March 1, 2018
Jack Cochran

Lorne Fell

Laura McGregor ,
Phillip James

Ulrich Meier

Special Issues

Special Issues, Special Issues-03-01-2018, Volume 31, Issue 3
Page Number: 8–15

A snapshot of key trends and developments in the GC/GC–MS sector according to selected panelists from companies exhibiting at Analytica 2018.

LCGC: What trends do you see emerging in GC or GC–MS?

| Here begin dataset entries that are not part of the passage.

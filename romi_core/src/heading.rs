//! Heading from a register-addressable 9-DOF fusion sensor (BNO055 map).
//!
//! Construction verifies the chip identity, then walks the device from
//! configuration mode into NDOF fusion mode with the settle delays the
//! datasheet requires. Mode changes are only valid from configuration mode,
//! so the order is fixed.
//!
//! Headings are reported relative to a stored offset and wrapped into
//! [0, 360); errors against a target are the signed minimal rotation in
//! [-180, 180].

use romi_traits::{Clock, RegisterBus};
use tracing::{debug, info};

use crate::calibration::{CalibrationStatus, IMU_CALIBRATION_LEN, ImuCalibration};
use crate::config::ImuCfg;
use crate::error::{HeadingError, Result};
use crate::hw_error::lift;
use crate::util::{FULL_TURN_DEG, wrap_degrees};

/// Register map and mode values.
pub mod reg {
    pub const CHIP_ID: u8 = 0x00;
    pub const OPR_MODE: u8 = 0x3D;
    pub const CALIB_STAT: u8 = 0x35;
    /// Heading LSB; roll and pitch follow at +2 and +4.
    pub const EULER_DATA: u8 = 0x1A;
    pub const GYR_DATA: u8 = 0x14;
    pub const CALIB_DATA: u8 = 0x55;

    pub const EXPECTED_CHIP_ID: u8 = 0xA0;
    pub const MODE_CONFIG: u8 = 0x00;
    pub const MODE_NDOF: u8 = 0x0C;

    pub const DEFAULT_ADDRESS: u8 = 0x28;
}

/// Euler angle resolution: 16 LSB per degree.
const EULER_LSB_PER_DEG: f64 = 16.0;

/// Wrap `raw - offset` into [0, 360).
#[inline]
pub fn corrected_heading(raw: f64, offset: f64) -> f64 {
    wrap_degrees(raw - offset + FULL_TURN_DEG)
}

/// Signed minimal rotation from `target` to `heading`, in [-180, 180].
#[inline]
pub fn heading_error(heading: f64, target: f64) -> f64 {
    let half = FULL_TURN_DEG / 2.0;
    wrap_degrees(heading - target + half) - half
}

pub struct HeadingCorrector<B: RegisterBus, C: Clock> {
    bus: B,
    clock: C,
    cfg: ImuCfg,
    offset: f64,
}

impl<B: RegisterBus, C: Clock> core::fmt::Debug for HeadingCorrector<B, C> {
    fn fmt(&self, f: &mut core::fmt::Formatter<'_>) -> core::fmt::Result {
        f.debug_struct("HeadingCorrector")
            .field("offset", &self.offset)
            .finish()
    }
}

impl<B: RegisterBus, C: Clock> HeadingCorrector<B, C> {
    /// Verify the device and bring it up in 9-DOF fusion mode.
    ///
    /// A chip-id mismatch is fatal and leaves the device untouched.
    pub fn new(bus: B, clock: C, cfg: ImuCfg) -> Result<Self> {
        let mut this = Self {
            bus,
            clock,
            cfg,
            offset: 0.0,
        };
        let found = this.read_u8(reg::CHIP_ID, "reading chip id")?;
        if found != reg::EXPECTED_CHIP_ID {
            return Err(eyre::Report::new(HeadingError::ChipIdMismatch {
                expected: reg::EXPECTED_CHIP_ID,
                found,
            }));
        }
        this.set_mode(reg::MODE_CONFIG)?;
        this.clock.sleep(this.cfg.config_settle);
        this.set_mode(reg::MODE_NDOF)?;
        this.clock.sleep(this.cfg.fusion_settle);
        info!("orientation sensor in NDOF fusion mode");
        Ok(this)
    }

    fn read_u8(&mut self, register: u8, what: &'static str) -> Result<u8> {
        let mut buf = [0u8; 1];
        lift(self.bus.read(register, &mut buf), what)?;
        Ok(buf[0])
    }

    /// Write the operating mode and wait for the switch to take effect.
    pub fn set_mode(&mut self, mode: u8) -> Result<()> {
        lift(self.bus.write(reg::OPR_MODE, &[mode]), "writing operating mode")?;
        self.clock.sleep(self.cfg.mode_switch);
        debug!(mode, "operating mode set");
        Ok(())
    }

    /// Raw fused heading in degrees (1/16 degree resolution).
    ///
    /// Roll and pitch sit in the following registers but are not decoded.
    pub fn read_euler_angles(&mut self) -> Result<f64> {
        let mut buf = [0u8; 2];
        lift(self.bus.read(reg::EULER_DATA, &mut buf), "reading heading")?;
        Ok(f64::from(u16::from_le_bytes(buf)) / EULER_LSB_PER_DEG)
    }

    /// Angular velocity (x, y, z) in degrees per second.
    pub fn read_angular_velocity(&mut self) -> Result<(f64, f64, f64)> {
        let mut buf = [0u8; 6];
        lift(self.bus.read(reg::GYR_DATA, &mut buf), "reading gyroscope")?;
        let scale = self.cfg.gyro_scale;
        let axis = |i: usize| f64::from(u16::from_le_bytes([buf[i], buf[i + 1]])) / scale;
        Ok((axis(0), axis(2), axis(4)))
    }

    /// Take the current raw heading as the zero reference and return it.
    pub fn set_offset(&mut self) -> Result<f64> {
        self.offset = self.read_euler_angles()?;
        debug!(offset = self.offset, "heading offset captured");
        Ok(self.offset)
    }

    /// Restore a previously captured zero reference.
    pub fn set_offset_to(&mut self, offset_deg: f64) {
        self.offset = offset_deg;
    }

    pub fn offset(&self) -> f64 {
        self.offset
    }

    /// Heading relative to the offset, in [0, 360).
    pub fn corrected_heading(&mut self) -> Result<f64> {
        let raw = self.read_euler_angles()?;
        Ok(corrected_heading(raw, self.offset))
    }

    /// Signed minimal rotation from `target` to the corrected heading.
    pub fn heading_error(&mut self, target: f64) -> Result<f64> {
        let heading = self.corrected_heading()?;
        Ok(heading_error(heading, target))
    }

    pub fn calibration_status(&mut self) -> Result<CalibrationStatus> {
        let status = self.read_u8(reg::CALIB_STAT, "reading calibration status")?;
        Ok(CalibrationStatus::from_register(status))
    }

    pub fn calibration_coefficients(&mut self) -> Result<ImuCalibration> {
        let mut buf = [0u8; IMU_CALIBRATION_LEN];
        lift(
            self.bus.read(reg::CALIB_DATA, &mut buf),
            "reading calibration coefficients",
        )?;
        Ok(ImuCalibration(buf))
    }

    /// Write a coefficient block; anything but exactly 22 bytes is rejected
    /// before touching the bus.
    pub fn set_calibration_coefficients(&mut self, coeffs: &[u8]) -> Result<()> {
        let block = ImuCalibration::try_from(coeffs).map_err(eyre::Report::new)?;
        lift(
            self.bus.write(reg::CALIB_DATA, block.as_bytes()),
            "writing calibration coefficients",
        )
    }
}

#[cfg(test)]
mod tests {
    use super::*;

    #[test]
    fn corrected_wraps_past_zero() {
        assert_eq!(corrected_heading(10.0, 350.0), 20.0);
        assert_eq!(corrected_heading(350.0, 10.0), 340.0);
        assert_eq!(corrected_heading(90.0, 90.0), 0.0);
    }

    #[test]
    fn error_takes_short_way() {
        assert_eq!(heading_error(350.0, 10.0), -20.0);
        assert_eq!(heading_error(10.0, 350.0), 20.0);
        assert_eq!(heading_error(90.0, 90.0), 0.0);
    }

    #[test]
    fn opposite_heading_is_minus_half_turn() {
        assert_eq!(heading_error(180.0, 0.0), -180.0);
    }
}
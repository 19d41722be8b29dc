use rppal::i2c::I2c;
use romi_traits::{HwResult, RegisterBus};
use tracing::trace;

use crate::error::{HwError, Result};

/// Register transport for an orientation sensor on a Linux I2C bus.
pub struct I2cRegisterBus {
    i2c: I2c,
    scratch: Vec<u8>,
}

impl I2cRegisterBus {
    pub fn new(bus: u8, address: u8) -> Result<Self> {
        let mut i2c = I2c::with_bus(bus).map_err(|e| HwError::I2c(e.to_string()))?;
        i2c.set_slave_address(u16::from(address))
            .map_err(|e| HwError::I2c(e.to_string()))?;
        Ok(Self {
            i2c,
            scratch: Vec::with_capacity(32),
        })
    }
}

impl RegisterBus for I2cRegisterBus {
    fn read(&mut self, reg: u8, buf: &mut [u8]) -> HwResult<()> {
        self.i2c
            .write_read(&[reg], buf)
            .map_err(|e| HwError::I2c(e.to_string()))?;
        trace!(reg, len = buf.len(), "i2c read");
        Ok(())
    }

    fn write(&mut self, reg: u8, data: &[u8]) -> HwResult<()> {
        self.scratch.clear();
        self.scratch.push(reg);
        self.scratch.extend_from_slice(data);
        let n = self
            .i2c
            .write(&self.scratch)
            .map_err(|e| HwError::I2c(e.to_string()))?;
        if n != self.scratch.len() {
            return Err(Box::new(HwError::I2c(format!(
                "short write: {n} of {} bytes",
                self.scratch.len()
            ))));
        }
        trace!(reg, len = data.len(), "i2c write");
        Ok(())
    }
}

Phillip James: Increasing levels of regulation across many sectors has resulted in growing numbers of samples requiring analysis, and this has led to several trends in gas chromatography (GC). A shortage of skilled chromatographers means that there is a greater need for instruments that are simpler to operate and maintain, sample preparation also needs to be simplified and automated, and more sophisticated software for interpreting results is needed. There is also a demand for faster analysis times because of this greater number of samples.

I also believe we will see a trend towards greener chromatography. This increased level of testing means a much larger CO2 footprint for the analytical testing industry. I think a move towards greatly reducing the CO2 footprint for each sample is going to become more relevant.

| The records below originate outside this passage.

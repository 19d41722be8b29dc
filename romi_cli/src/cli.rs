//! CLI argument definitions and shared statics.

use clap::{ArgAction, Parser, Subcommand};
use std::path::PathBuf;
use std::sync::OnceLock;

pub static FILE_GUARD: OnceLock<tracing_appender::non_blocking::WorkerGuard> = OnceLock::new();
/// Whether the user asked for JSON output (controls structured error output).
pub static JSON_MODE: OnceLock<bool> = OnceLock::new();

#[derive(Parser, Debug)]
#[command(name = "romi", version, about = "Line-following robot controller")]
pub struct Cli {
    /// Path to config TOML (typed)
    #[arg(long, value_name = "FILE", default_value = "etc/romi_config.toml")]
    pub config: PathBuf,

    /// Optional calibration file: CSV (sensor,dark,light) or TOML [calibration]
    #[arg(long, value_name = "FILE")]
    pub calibration: Option<PathBuf>,

    /// Log and report as JSON instead of pretty text
    #[arg(long, action = ArgAction::SetTrue)]
    pub json: bool,

    /// Log level (error|warn|info|debug|trace); RUST_LOG takes precedence,
    /// [logging].level applies when neither is given
    #[arg(long = "log-level", value_name = "LEVEL")]
    pub log_level: Option<String>,

    /// Command to execute
    #[command(subcommand)]
    pub cmd: Commands,
}

#[derive(Subcommand, Debug)]
pub enum Commands {
    /// Follow the line until a bump, Ctrl-C, or the cycle limit
    Run {
        /// Stop after this many control cycles (runs until interrupted if absent)
        #[arg(long, value_name = "N")]
        cycles: Option<u64>,
        /// Add heading-hold correction on top of line following
        #[arg(long, action = ArgAction::SetTrue)]
        heading_hold: bool,
        /// Stop when any bumper fires (default from [control].stop_on_bump)
        #[arg(long, action = ArgAction::SetTrue, overrides_with = "no_stop_on_bump")]
        stop_on_bump: bool,
        /// Keep running after a bump; the flags are cleared and counted
        #[arg(long, action = ArgAction::SetTrue, overrides_with = "stop_on_bump")]
        no_stop_on_bump: bool,
    },
    /// Capture dark/light line baselines and the IMU reference, then save them
    Calibrate {
        /// Output TOML file holding the [calibration] table
        #[arg(long, value_name = "FILE")]
        out: PathBuf,
        /// Time given to reposition the robot between passes
        #[arg(long, value_name = "MS", default_value_t = 3000)]
        pause_ms: u64,
    },
    /// Verify the orientation sensor and report calibration status
    SelfCheck,
}

impl Commands {
    /// Resolve the bump policy from the flags and the config default.
    pub fn stop_on_bump(stop: bool, no_stop: bool, default: bool) -> bool {
        if stop {
            true
        } else if no_stop {
            false
        } else {
            default
        }
    }
}
use thiserror::Error;

#[derive(Debug, Error)]
pub enum HwError {
    #[error("gpio error: {0}")]
    Gpio(String),
    #[error("i2c error: {0}")]
    I2c(String),
    #[error("spi error: {0}")]
    Spi(String),
    #[error("device timeout")]
    Timeout,
    #[error("simulated fault: {0}")]
    Sim(String),
    #[error("io: {0}")]
    Io(#[from] std::io::Error),
}

pub type Result<T> = std::result::Result<T, HwError>;
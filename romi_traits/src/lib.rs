//! Hardware seams for the robot: everything the sensing/control core reads
//! from or writes to goes through one of these traits.
//!
//! Errors cross the boundary as `Box<dyn Error + Send + Sync>`; the core maps
//! them to its own typed errors.
pub mod clock;

pub use clock::{Clock, MonotonicClock};

pub type HwResult<T> = Result<T, Box<dyn std::error::Error + Send + Sync>>;

/// Free-running 16-bit hardware tick counter (quadrature timer).
///
/// The counter wraps at 65536 and is never reset by its reader.
pub trait TickCounter {
    fn count(&mut self) -> HwResult<u16>;
}

/// A single analog channel returning raw ADC counts.
pub trait AnalogInput {
    fn read(&mut self) -> HwResult<u16>;
}

/// A push-pull digital output line.
pub trait DigitalOutput {
    fn set_high(&mut self) -> HwResult<()>;
    fn set_low(&mut self) -> HwResult<()>;
}

/// Register-addressable device: synchronous N-byte transfers starting at `reg`.
pub trait RegisterBus {
    fn read(&mut self, reg: u8, buf: &mut [u8]) -> HwResult<()>;
    fn write(&mut self, reg: u8, data: &[u8]) -> HwResult<()>;
}

/// Sticky single-bit contact sensor.
///
/// `is_triggered` stays true from the first hit until `reset`.
pub trait BumpSensor {
    fn is_triggered(&self) -> bool;
    fn reset(&self);
}

/// Drive motor taking a signed effort in percent (-100..=100).
///
/// Implementations clamp to their own safe sub-range.
pub trait Motor {
    fn enable(&mut self) -> HwResult<()>;
    fn disable(&mut self) -> HwResult<()>;
    fn set_effort(&mut self, effort: f64) -> HwResult<()>;
    /// Magnitude of the effort actually applied by the last `set_effort`.
    fn effort(&self) -> f64;
}

impl<T: BumpSensor + ?Sized> BumpSensor for Box<T> {
    fn is_triggered(&self) -> bool {
        (**self).is_triggered()
    }

    fn reset(&self) {
        (**self).reset();
    }
}

impl<T: Motor + ?Sized> Motor for Box<T> {
    fn enable(&mut self) -> HwResult<()> {
        (**self).enable()
    }

    fn disable(&mut self) -> HwResult<()> {
        (**self).disable()
    }

    fn set_effort(&mut self, effort: f64) -> HwResult<()> {
        (**self).set_effort(effort)
    }

    fn effort(&self) -> f64 {
        (**self).effort()
    }
}

impl<T: TickCounter + ?Sized> TickCounter for Box<T> {
    fn count(&mut self) -> HwResult<u16> {
        (**self).count()
    }
}

impl<T: AnalogInput + ?Sized> AnalogInput for Box<T> {
    fn read(&mut self) -> HwResult<u16> {
        (**self).read()
    }
}

impl<T: DigitalOutput + ?Sized> DigitalOutput for Box<T> {
    fn set_high(&mut self) -> HwResult<()> {
        (**self).set_high()
    }

    fn set_low(&mut self) -> HwResult<()> {
        (**self).set_low()
    }
}

impl<T: RegisterBus + ?Sized> RegisterBus for Box<T> {
    fn read(&mut self, reg: u8, buf: &mut [u8]) -> HwResult<()> {
        (**self).read(reg, buf)
    }

    fn write(&mut self, reg: u8, data: &[u8]) -> HwResult<()> {
        (**self).write(reg, data)
    }
}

Lorne Fell: An emerging trend is certainly nontarget analysis: the ability to truly discover what is holistically in a sample has been recognized in recent articles, conferences, and workshops. The need for nontarget analyses will continue to branch beyond the typical markets of metabolomics and food, flavour, fragrance into petroleum, food safety (foodomics), and environmental exposure (exposomics).

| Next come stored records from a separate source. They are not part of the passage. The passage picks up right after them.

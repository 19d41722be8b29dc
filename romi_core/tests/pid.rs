use std::time::Duration;

use romi_core::config::{PidCfg, TimeStep};
use romi_core::pid::PidController;
use romi_traits::clock::test_clock::TestClock;
use rstest::rstest;

fn cfg(kp: f64, ki: f64, kd: f64, time_step: TimeStep) -> PidCfg {
    PidCfg {
        kp,
        ki,
        kd,
        reference: 0.0,
        time_step,
        integral_limit: None,
    }
}

#[rstest]
#[case(TimeStep::Fixed(0.0))]
#[case(TimeStep::Fixed(0.015))]
#[case(TimeStep::Fixed(3.0))]
#[case(TimeStep::Dynamic)]
fn proportional_action_is_independent_of_dt(#[case] step: TimeStep) {
    let clock = TestClock::new();
    let mut pid = PidController::new(cfg(2.0, 0.0, 0.0, step)).with_clock(clock.clone());
    clock.advance(Duration::from_millis(7));
    pid.update_reference(10.0);
    pid.update_measured(4.0);
    assert_eq!(pid.total_action(), 12.0);
    assert_eq!(pid.last_error(), 6.0);
}

#[test]
fn dynamic_step_measures_seconds_between_calls() {
    let clock = TestClock::new();
    let mut pid = PidController::new(cfg(0.0, 1.0, 1.0, TimeStep::Dynamic)).with_clock(clock.clone());
    pid.update_reference(1.0);

    clock.advance(Duration::from_millis(20));
    let u = pid.total_action();
    assert!((pid.dt() - 0.020).abs() < 1e-12);
    assert!((pid.integral() - 0.020).abs() < 1e-12);
    // derivative: (1 - 0) / 0.02
    assert!((u - (0.020 + 50.0)).abs() < 1e-9);

    // no time passes: derivative is zero and the previous error is kept
    pid.update_measured(0.5);
    assert_eq!(pid.total_action(), pid.integral());
    assert_eq!(pid.dt(), 0.0);
    assert_eq!(pid.derivative(), 0.0);

    clock.advance(Duration::from_millis(10));
    pid.total_action();
    // (0.5 - 1.0) / 0.01 against the error kept from the first step
    assert!((pid.derivative() + 50.0).abs() < 1e-9);
}

#[test]
fn line_following_gains_steer_towards_center() {
    let mut pid = PidController::new(PidCfg {
        kp: 12.0,
        reference: 3.5,
        ..PidCfg::default()
    });
    pid.update_measured(5.0);
    assert!(pid.total_action() < 0.0);
    pid.update_measured(2.0);
    assert!(pid.total_action() > 0.0);
}

#[test]
fn gains_can_be_retuned_between_steps() {
    let mut pid = PidController::new(cfg(1.0, 0.0, 0.0, TimeStep::Fixed(0.015)));
    pid.update_reference(2.0);
    assert_eq!(pid.total_action(), 2.0);
    pid.set_gains(3.0, 0.0, 0.0);
    assert_eq!(pid.gains(), (3.0, 0.0, 0.0));
    assert_eq!(pid.total_action(), 6.0);
}
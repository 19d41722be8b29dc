use std::collections::VecDeque;
use std::f64::consts::TAU;
use std::time::Duration;

use romi_core::config::EncoderCfg;
use romi_core::encoder::QuadratureFilter;
use romi_hardware::{SimParams, SimRobot, Side};
use romi_traits::clock::test_clock::TestClock;
use romi_traits::{HwResult, Motor, TickCounter};

/// Counter replaying a fixed sequence, then repeating its last value.
struct Script {
    counts: VecDeque<u16>,
    last: u16,
}

impl Script {
    fn new(counts: &[u16]) -> Self {
        Self {
            counts: counts.iter().copied().collect(),
            last: 0,
        }
    }
}

impl TickCounter for Script {
    fn count(&mut self) -> HwResult<u16> {
        if let Some(c) = self.counts.pop_front() {
            self.last = c;
        }
        Ok(self.last)
    }
}

struct Broken;

impl TickCounter for Broken {
    fn count(&mut self) -> HwResult<u16> {
        Err("encoder timer not running".into())
    }
}

fn rad_per_tick() -> f64 {
    TAU / 1440.0
}

#[test]
fn wrap_forward_accumulates_smoothed_position() {
    let clock = TestClock::new();
    let mut f = QuadratureFilter::new(Script::new(&[65_530, 10]), clock.clone(), &EncoderCfg::default());

    clock.advance(Duration::from_millis(10));
    f.update().unwrap();
    assert_eq!(f.delta(), -6);

    clock.advance(Duration::from_millis(10));
    f.update().unwrap();
    assert_eq!(f.delta(), 16);

    // means: -6/6 then (−6 + 16)/6
    let ticks = -1.0 + 10.0 / 6.0;
    assert!((f.position() - ticks * rad_per_tick()).abs() < 1e-12);
    assert_eq!(f.raw_count(), 10);
}

#[test]
fn velocity_is_zero_without_elapsed_time() {
    let clock = TestClock::new();
    let mut f = QuadratureFilter::new(Script::new(&[40]), clock.clone(), &EncoderCfg::default());
    f.update().unwrap();
    assert_eq!(f.dt(), 0.0);
    assert_eq!(f.velocity(), 0.0);
}

#[test]
fn velocity_is_zero_when_latest_interval_is_zero_with_full_window() {
    let clock = TestClock::new();
    let counts: Vec<u16> = (1..=7).map(|i| i * 12).collect();
    let mut f = QuadratureFilter::new(Script::new(&counts), clock.clone(), &EncoderCfg::default());
    for _ in 0..6 {
        clock.advance(Duration::from_millis(10));
        f.update().unwrap();
    }
    assert!(f.velocity() > 0.0);

    // Counter still moves, clock does not.
    f.update().unwrap();
    assert_eq!(f.delta(), 12);
    assert_eq!(f.dt(), 0.0);
    assert_eq!(f.velocity(), 0.0);
}

#[test]
fn steady_rate_gives_exact_velocity_once_window_fills() {
    let clock = TestClock::new();
    let counts: Vec<u16> = (1..=6).map(|i| i * 12).collect();
    let mut f = QuadratureFilter::new(Script::new(&counts), clock.clone(), &EncoderCfg::default());
    for _ in 0..6 {
        clock.advance(Duration::from_millis(10));
        f.update().unwrap();
    }
    let expected = 12.0 * rad_per_tick() / 0.010;
    assert!((f.velocity() - expected).abs() < 1e-9);
    assert!((f.time() - 0.060).abs() < 1e-12);
    assert!((f.dt() - 0.010).abs() < 1e-12);
}

#[test]
fn zero_resets_position_and_resyncs_counter() {
    let clock = TestClock::new();
    let mut f = QuadratureFilter::new(
        Script::new(&[100, 200, 200, 230]),
        clock.clone(),
        &EncoderCfg::default(),
    );
    clock.advance(Duration::from_millis(10));
    f.update().unwrap();
    clock.advance(Duration::from_millis(10));
    f.update().unwrap();
    assert!(f.position() > 0.0);

    f.zero().unwrap();
    assert_eq!(f.position(), 0.0);
    assert_eq!(f.raw_count(), 200);
    // velocity history survives the reset
    assert!(f.velocity() > 0.0);

    clock.advance(Duration::from_millis(10));
    f.update().unwrap();
    assert_eq!(f.delta(), 30);
}

#[test]
fn counter_failure_propagates() {
    let clock = TestClock::new();
    let mut f = QuadratureFilter::new(Broken, clock, &EncoderCfg::default());
    let err = f.update().unwrap_err();
    assert!(format!("{err:#}").contains("encoder timer not running"));
    assert_eq!(f.position(), 0.0);
}

#[test]
fn tracks_simulated_wheel_through_counter_wrap() {
    let clock = TestClock::new();
    let robot = SimRobot::new(SimParams::default(), clock.clone());
    let mut left = robot.motor(Side::Left);
    let mut right = robot.motor(Side::Right);
    for m in [&mut left, &mut right] {
        m.enable().unwrap();
        m.set_effort(40.0).unwrap();
    }

    let mut f = QuadratureFilter::new(robot.left_encoder(), clock.clone(), &EncoderCfg::default());
    f.zero().unwrap();
    assert_eq!(f.raw_count(), 65_000);

    for _ in 0..67 {
        clock.advance(Duration::from_millis(15));
        f.update().unwrap();
    }
    // one revolution per second at 40 %, minus the smoothing lag
    let pos = f.position();
    assert!(pos > 0.93 * TAU && pos < TAU, "position = {pos}");
    let vel = f.velocity();
    assert!((vel - TAU).abs() < 0.02 * TAU, "velocity = {vel}");
}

Another newly developing trend is dual detection for GC and multidimensional GC (GC×GC), particularly the combination of mass spectrometry (MS) with flame ionization detection (FID). These technologies allow researchers to quantify without the use of internal standards for each analyte using a FID because of its near universal response; as well as confirm their identity with MS deconvolution and library searching.

Ulrich Meier: Instruments that are more versatile and easier to use and service with smaller environmental footprints and using less bench space are emerging. Instruments with a more compact design, easy exchangeable injection, and detection techniques are another trend.
Laura McGregor: In recent years, we have seen GC×GC becoming a more routine technique. Until now, users have often shied away from the technology, convinced that it was too expensive, or too difficult, to implement in their laboratories. However, more affordable hardware and simpler workflows mean it is now starting to be adopted by high‑throughput laboratories.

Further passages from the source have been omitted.